In a market note, private banking firm Berenberg maintained its “neutral” rating and $306 price target for Oracle Corp. (NYSE:ORCL), marking a 10.4 percent upside potential from its latest closing price.

Meanwhile, Jefferies gave the company a “buy” recommendation with a price target of $400, or a 44 percent premium over its last closing price.

Jefferies’ coverage reflected Oracle Corp.’s (NYSE:ORCL) new five-year targets, with revenues of $225 billion and $21 in earnings per share, or a 31 percent and 28 percent compounded annual growth rate, respectively.
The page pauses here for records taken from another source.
/*!
A hierarchical, gitignore-conformant filesystem walker.

This crate implements a pattern compiler ([`pattern`]), a per-directory
level store ([`level`]), an ignore oracle that honors parent-directory
shadowing ([`oracle`]), a pull-based depth-first traverser ([`walk`]), and a
thin manifest-discovery pipeline layered on top ([`manifest`]). Every
filesystem read goes through the [`fs::Filesystem`] trait, which is backed
by the real OS in production and by an in-memory fake in tests.

The top-level [`Engine`] ties these together into the shape most callers
want: point it at a root directory, optionally add extra ignore patterns or
disable gitignore entirely, and ask it to discover manifests or stream raw
entries.
*/

pub mod error;
pub mod fs;
pub mod level;
pub mod manifest;
pub mod oracle;
pub mod pattern;
pub mod relative_path;
pub mod walk;

use std::path::PathBuf;
use std::rc::Rc;

pub use error::Error;
pub use fs::{Filesystem, MemoryFilesystem, MemoryFilesystemBuilder, Metadata, RealFilesystem};
pub use level::{Level, LevelStore};
pub use manifest::{discover_manifests, DiscoveredManifest, ManifestOracle};
pub use oracle::{IgnoreOracle, IgnoreResult};
pub use pattern::Pattern;
pub use walk::{ignored_files, tracked_files, FilesystemEntry, Walker};

/// Builds an [`Engine`] over a project root.
pub struct EngineBuilder {
    fs: Rc<dyn Filesystem>,
    root: PathBuf,
    ignore_gitignore_files: bool,
    additional_ignores: Vec<String>,
}

impl EngineBuilder {
    pub fn new(fs: Rc<dyn Filesystem>, root: PathBuf) -> EngineBuilder {
        EngineBuilder { fs, root, ignore_gitignore_files: false, additional_ignores: Vec::new() }
    }

    pub fn ignore_gitignore_files(mut self, yes: bool) -> EngineBuilder {
        self.ignore_gitignore_files = yes;
        self
    }

    pub fn additional_ignore(mut self, pattern: impl Into<String>) -> EngineBuilder {
        self.additional_ignores.push(pattern.into());
        self
    }

    pub fn build(self) -> Engine {
        let mut root_patterns = Vec::new();
        for (i, raw) in self.additional_ignores.iter().enumerate() {
            if let Some(p) = pattern::compile(raw, "<additional-ignores>", (i + 1) as u64, "") {
                root_patterns.push(p);
            }
        }
        let levels = LevelStore::new(
            Rc::clone(&self.fs),
            self.root,
            root_patterns,
            self.ignore_gitignore_files,
        );
        let oracle = Rc::new(IgnoreOracle::new(Rc::clone(&self.fs), levels));
        Engine { fs: self.fs, oracle }
    }
}

/// The engine a caller interacts with: a root directory, a filesystem, and
/// the ignore oracle built from them.
pub struct Engine {
    fs: Rc<dyn Filesystem>,
    oracle: Rc<IgnoreOracle>,
}

impl Engine {
    pub fn root(&self) -> &std::path::Path {
        self.oracle.root()
    }

    pub fn clear_cache(&self) {
        self.oracle.clear_cache();
    }

    pub fn walk(&self) -> Walker {
        Walker::new(Rc::clone(&self.oracle))
    }

    pub fn tracked_files(&self) -> impl Iterator<Item = PathBuf> {
        tracked_files(Rc::clone(&self.oracle))
    }

    pub fn ignored_files(&self) -> impl Iterator<Item = PathBuf> {
        ignored_files(Rc::clone(&self.oracle))
    }

    pub fn filesystem(&self) -> &Rc<dyn Filesystem> {
        &self.fs
    }
}
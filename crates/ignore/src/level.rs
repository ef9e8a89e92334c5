/*!
The level store composes, for each directory, the ordered list of patterns
effective at that level: the parent level's patterns followed by whatever
`.gitignore` that directory itself contributes. Levels are computed lazily
and memoized for the lifetime of the engine (or until [`LevelStore::clear_cache`]).
*/

use std::cell::RefCell;
use std::collections::HashMap;
use std::path::{Path, PathBuf};
use std::rc::Rc;

use crate::fs::Filesystem;
use crate::pattern::{self, Pattern};

/// The cumulative set of patterns effective inside one directory.
#[derive(Debug)]
pub struct Level {
    directory: PathBuf,
    relative_directory: String,
    patterns: Vec<Rc<Pattern>>,
}

impl Level {
    pub fn directory(&self) -> &Path {
        &self.directory
    }

    pub fn relative_directory(&self) -> &str {
        &self.relative_directory
    }

    pub fn patterns(&self) -> &[Rc<Pattern>] {
        &self.patterns
    }

    /// Walks the patterns in order and lets the last match win. Returns
    /// whether `relative_path` is ignored and, if so, the pattern that
    /// decided it.
    pub fn is_ignored(
        &self,
        relative_path: &str,
        is_directory: bool,
    ) -> (bool, Option<Rc<Pattern>>) {
        let mut ignored = false;
        let mut matched = None;
        for p in &self.patterns {
            if p.matches(relative_path, is_directory) {
                ignored = !p.is_negation();
                matched = Some(Rc::clone(p));
            }
        }
        (ignored, matched)
    }
}

/// Lazily compiles and memoizes a [`Level`] per directory.
pub struct LevelStore {
    fs: Rc<dyn Filesystem>,
    root: PathBuf,
    exclude_patterns: Vec<Rc<Pattern>>,
    additional_patterns: Vec<Rc<Pattern>>,
    ignore_gitignore_files: bool,
    cache: RefCell<HashMap<PathBuf, Rc<Level>>>,
}

impl LevelStore {
    /// `additional_patterns` is the caller-supplied tail of the root pattern
    /// stack (§3): `.git/info/exclude` patterns are read from `root`
    /// unconditionally, then the root `.gitignore` is appended (unless
    /// `ignore_gitignore_files` is set), then `additional_patterns` last —
    /// in that order, per the root level's composition rule.
    pub fn new(
        fs: Rc<dyn Filesystem>,
        root: PathBuf,
        additional_patterns: Vec<Pattern>,
        ignore_gitignore_files: bool,
    ) -> LevelStore {
        let exclude_patterns = read_exclude_patterns(fs.as_ref(), &root);
        LevelStore {
            fs,
            root,
            exclude_patterns,
            additional_patterns: additional_patterns.into_iter().map(Rc::new).collect(),
            ignore_gitignore_files,
            cache: RefCell::new(HashMap::new()),
        }
    }

    pub fn root(&self) -> &Path {
        &self.root
    }

    pub fn clear_cache(&self) {
        self.cache.borrow_mut().clear();
    }

    /// Returns the level effective inside directory `dir`, which must be
    /// `root` or a descendant of it.
    pub fn level_for(&self, dir: &Path) -> Rc<Level> {
        if let Some(level) = self.cache.borrow().get(dir) {
            return Rc::clone(level);
        }

        let mut patterns: Vec<Rc<Pattern>> = if dir == self.root {
            self.exclude_patterns.clone()
        } else {
            match dir.parent() {
                Some(parent) => self.level_for(parent).patterns().to_vec(),
                None => self.exclude_patterns.clone(),
            }
        };

        self.append_own_gitignore(&mut patterns, dir);

        if dir == self.root {
            patterns.extend(self.additional_patterns.iter().cloned());
        }

        let level = Rc::new(Level {
            directory: dir.to_path_buf(),
            relative_directory: crate::relative_path::to_relative_string(&self.root, dir),
            patterns,
        });
        self.cache.borrow_mut().insert(dir.to_path_buf(), Rc::clone(&level));
        level
    }

    /// Appends `dir/.gitignore`'s own patterns, unless the engine was told to
    /// skip gitignore files entirely.
    fn append_own_gitignore(&self, patterns: &mut Vec<Rc<Pattern>>, dir: &Path) {
        if self.ignore_gitignore_files {
            return;
        }
        let gitignore_path = dir.join(".gitignore");
        if !self.fs.exists(&gitignore_path) {
            return;
        }
        let relative_dir = crate::relative_path::to_relative_string(&self.root, dir);
        match self.fs.read_bytes(&gitignore_path) {
            Ok(bytes) => {
                let text = String::from_utf8_lossy(&bytes);
                let source = gitignore_path.display().to_string();
                for (i, line) in text.lines().enumerate() {
                    if let Some(p) =
                        pattern::compile(line, source.clone(), (i + 1) as u64, &relative_dir)
                    {
                        patterns.push(Rc::new(p));
                    }
                }
            }
            Err(err) => {
                log::warn!("could not read {}: {}", gitignore_path.display(), err);
            }
        }
    }
}

/// Reads and compiles `root/.git/info/exclude`, if present. Uses the same
/// grammar as `.gitignore` (spec §4.1), with an empty base directory since
/// the exclude file's patterns are always root-relative.
fn read_exclude_patterns(fs: &dyn Filesystem, root: &Path) -> Vec<Rc<Pattern>> {
    let exclude_path = root.join(".git").join("info").join("exclude");
    if !fs.exists(&exclude_path) {
        return Vec::new();
    }
    match fs.read_bytes(&exclude_path) {
        Ok(bytes) => {
            let text = String::from_utf8_lossy(&bytes);
            let source = exclude_path.display().to_string();
            text.lines()
                .enumerate()
                .filter_map(|(i, line)| pattern::compile(line, source.clone(), (i + 1) as u64, ""))
                .map(Rc::new)
                .collect()
        }
        Err(err) => {
            log::warn!("could not read {}: {}", exclude_path.display(), err);
            Vec::new()
        }
    }
}
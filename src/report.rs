//! Prints discovery results to stdout, coloring the summary line the way
//! `rg` colors its own match counts — green on success, the rest plain.

use std::io::Write;
use std::path::Path;

use termcolor::{Color, ColorChoice, ColorSpec, StandardStream, WriteColor};

use crate::state::DiscoveredMod;

pub fn summary(verb: &str, count: usize) {
    let mut stdout = StandardStream::stdout(ColorChoice::Auto);
    let mut green = ColorSpec::new();
    green.set_fg(Some(Color::Green)).set_bold(true);

    let _ = stdout.set_color(&green);
    let _ = write!(stdout, "{verb}");
    let _ = stdout.reset();
    let _ = writeln!(stdout, " {count} mod(s)");
}

pub fn mod_list(mods: &[DiscoveredMod]) {
    let mut stdout = StandardStream::stdout(ColorChoice::Auto);
    let mut dim = ColorSpec::new();
    dim.set_fg(Some(Color::Cyan));

    for m in mods {
        let _ = stdout.set_color(&dim);
        let _ = write!(stdout, "  {}", m.name);
        let _ = stdout.reset();
        let _ = writeln!(stdout, " ({})", display_path(&m.manifest_path));
    }
}

fn display_path(path: &Path) -> String {
    path.display().to_string()
}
In other developments, Oracle Corp. (NYSE:ORCL) is set to hold its annual shareholders meeting on November 18, where investors will closely watch out for cues of more partnerships.

9. AppLovin Corp. (NASDAQ:APP)

AppLovin saw its share prices decline by 5.57 percent on Monday to finish at $565.94 apiece as investor sentiment was dampened by news that it is facing a new round of investigation, this time by multiple state attorneys general, over consumer data concerns.

A report by the New York Post over the weekend, citing unnamed sources, said that state regulators from Delaware, Oregon, and Connecticut have reached out to multiple short sellers as part of their preliminary investigations into AppLovin Corp. (NASDAQ:APP).

The probe apparently began in March and continued through the summer.

This followed the Securities and Exchange Commission’s own investigation of AppLovin Corp. (NASDAQ:APP), which was announced earlier this month, to similarly look into its data collection practices.

According to an earlier report by Bloomberg, the SEC was looking into allegations that the listed firm violated service agreements with its platform partners to deliver more targeted advertising to consumers.

For its part, AppLovin Corp. (NASDAQ:APP) said it engaged a law firm to investigate the allegations.